Studio album by Crass
- Released: 1979
- Recorded: 7 and 11 August 1979
- Studios: Southern (London, UK) Pied Bull (Islington, London, UK)
- Genres: Anarcho-punk, hardcore punk, art punk
- Length: 79:23 65:25 (Crassical release)
- Label: Crass
- Producer: Crass

Crass chronology
| The Feeding of the 5000 (1978) | Stations of the Crass (1979) | Penis Envy (1981) |

Alternative covers
- Cover of the remastered 'Crassical Collection' rerelease

= Stations of the Crass =

Stations of the Crass is the second album by Crass, released in 1979. The record, originally released as a double 12", includes live tracks from a gig recorded at the Pied Bull pub in Islington, London, on 7 August 1979. The first three sides contain the studio tracks and play at 45 rpm, while the final side comprises the live material and plays at 33 rpm.
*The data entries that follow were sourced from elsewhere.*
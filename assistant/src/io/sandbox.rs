//! Executor for approved directives.
//!
//! The [`CommandExecutor`] trait decouples the session loop from real process
//! spawning. Tests use scripted executors that return predetermined outcomes.

use std::process::Command;
use std::time::Duration;

use tracing::{debug, error, info, instrument};

use crate::core::directive::Directive;
use crate::core::outcome::{ExecutionOutcome, TRUNCATION_NOTICE};
use crate::core::sanitize::{Invocation, plan_invocation};
use crate::io::process::{
    CommandOutput, DEFAULT_COMMAND_TIMEOUT, DEFAULT_OUTPUT_LIMIT_BYTES, run_bounded,
};

/// Runs one approved directive to completion and reports what happened.
pub trait CommandExecutor {
    /// Never fails: every problem becomes part of the returned outcome.
    fn execute(&self, directive: &Directive) -> ExecutionOutcome;
}

/// Executor that runs commands in an isolated child process.
#[derive(Debug, Clone)]
pub struct ShellExecutor {
    timeout: Duration,
    output_limit_bytes: usize,
}

impl Default for ShellExecutor {
    fn default() -> Self {
        Self::new(DEFAULT_COMMAND_TIMEOUT, DEFAULT_OUTPUT_LIMIT_BYTES)
    }
}

impl ShellExecutor {
    pub fn new(timeout: Duration, output_limit_bytes: usize) -> Self {
        Self {
            timeout,
            output_limit_bytes,
        }
    }
}

impl CommandExecutor for ShellExecutor {
    #[instrument(skip_all, fields(command = directive.raw_command()))]
    fn execute(&self, directive: &Directive) -> ExecutionOutcome {
        let command = directive.raw_command();
        let invocation = plan_invocation(command);
        debug!(?invocation, "planned invocation");

        match run_bounded(build_command(&invocation), self.timeout, self.output_limit_bytes) {
            Ok(output) if output.timed_out => {
                info!(timeout_secs = self.timeout.as_secs(), "command timed out");
                ExecutionOutcome::timed_out(command, captured_text(&output))
            }
            Ok(output) => {
                info!(exit_code = ?output.status.code(), "command executed");
                ExecutionOutcome::executed(
                    command,
                    captured_text(&output),
                    output.stdout_truncated > 0,
                )
            }
            Err(err) => {
                error!(err = %format!("{err:#}"), "command setup failed");
                ExecutionOutcome::setup_failed(command, &format!("{err:#}"))
            }
        }
    }
}

fn build_command(invocation: &Invocation) -> Command {
    match invocation {
        Invocation::Direct { program, args } => {
            let mut cmd = Command::new(program);
            cmd.args(args);
            cmd
        }
        Invocation::Shell(wrapper) => {
            let mut cmd = Command::new("sh");
            cmd.arg("-c").arg(wrapper);
            cmd
        }
    }
}

/// Lossy stdout text with the truncation notice appended once when needed.
fn captured_text(output: &CommandOutput) -> String {
    let mut text = String::from_utf8_lossy(&output.stdout).into_owned();
    if output.stdout_truncated > 0 {
        text.push_str(TRUNCATION_NOTICE);
    }
    text
}

#[cfg(test)]
mod tests {
    use super::*;
    use crate::core::outcome::OutcomeStatus;
    use std::time::Instant;

    fn run(command: &str) -> ExecutionOutcome {
        ShellExecutor::new(Duration::from_secs(10), 1000).execute(&Directive::new(command))
    }

    #[test]
    fn direct_command_captures_stdout() {
        let outcome = run("echo Hello world");
        assert_eq!(outcome.status, OutcomeStatus::Executed);
        assert_eq!(outcome.captured_output, "Hello world\n");
        assert!(!outcome.output_truncated);
    }

    #[test]
    fn shell_command_sees_unescaped_text() {
        let outcome = run(r#"printf '%s|%s\n' "a b" "$((1 + 2))" | tr a A"#);
        assert_eq!(outcome.status, OutcomeStatus::Executed);
        assert_eq!(outcome.captured_output, "A b|3\n");
    }

    #[test]
    fn backticks_and_dollars_reach_bash_intact() {
        let outcome = run("X=`echo hi`; echo \"$X\\\\\"");
        assert_eq!(outcome.status, OutcomeStatus::Executed);
        assert_eq!(outcome.captured_output, "hi\\\n");
    }

    #[test]
    fn stderr_is_not_captured() {
        let outcome = run("echo visible; echo hidden >&2");
        assert_eq!(outcome.captured_output, "visible\n");
    }

    #[test]
    fn empty_output_is_reported_as_executed() {
        let outcome = run("true");
        assert_eq!(outcome.status, OutcomeStatus::Executed);
        assert!(outcome.captured_output.is_empty());
    }

    #[test]
    fn oversized_output_gets_single_truncation_notice() {
        let executor = ShellExecutor::new(Duration::from_secs(10), 8);
        let outcome = executor.execute(&Directive::new("yes | head -c 100"));
        assert_eq!(outcome.status, OutcomeStatus::Executed);
        assert!(outcome.output_truncated);
        assert_eq!(
            outcome.captured_output,
            format!("y\ny\ny\ny\n{TRUNCATION_NOTICE}")
        );
        assert_eq!(outcome.captured_output.matches(TRUNCATION_NOTICE).count(), 1);
    }

    #[test]
    fn leading_assignment_reaches_the_command() {
        let outcome = run("GREETING=hi env");
        assert_eq!(outcome.status, OutcomeStatus::Executed);
        assert!(outcome.captured_output.lines().any(|line| line == "GREETING=hi"));

        let outcome = run("LC_ALL=C echo hi");
        assert_eq!(outcome.status, OutcomeStatus::Executed);
        assert_eq!(outcome.captured_output, "hi\n");
    }

    #[test]
    fn shell_only_words_execute() {
        let outcome = run("time true");
        assert_eq!(outcome.status, OutcomeStatus::Executed);
        assert!(outcome.captured_output.is_empty());

        let outcome = run("pushd /tmp");
        assert_eq!(outcome.status, OutcomeStatus::Executed);
        assert!(outcome.captured_output.starts_with("/tmp"));
    }

    #[test]
    fn hanging_command_times_out() {
        let executor = ShellExecutor::new(Duration::from_secs(1), 100);
        let start = Instant::now();
        let outcome = executor.execute(&Directive::new("sleep 60"));
        assert_eq!(outcome.status, OutcomeStatus::TimedOut);
        assert!(start.elapsed() < Duration::from_secs(5));
    }

    #[test]
    fn unknown_program_is_a_setup_failure() {
        let outcome = run("no-such-program-for-assistant-tests --flag");
        assert_eq!(outcome.status, OutcomeStatus::SetupFailed);
        assert!(outcome.captured_output.contains("spawn command"));
    }
}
The album's title is not only a pun on the Catholic rite of the Stations of the Cross (such jibes against the religious establishment were typical of Crass), but is also a reference to the graffiti campaign that the band had been conducting around London's underground railway system, the cover artwork depicting a wall at Bond Street tube station that had allegedly been 'decorated' by them. Although the album met mixed critical reception at first, it managed to sell at least 20,000 copies within two weeks.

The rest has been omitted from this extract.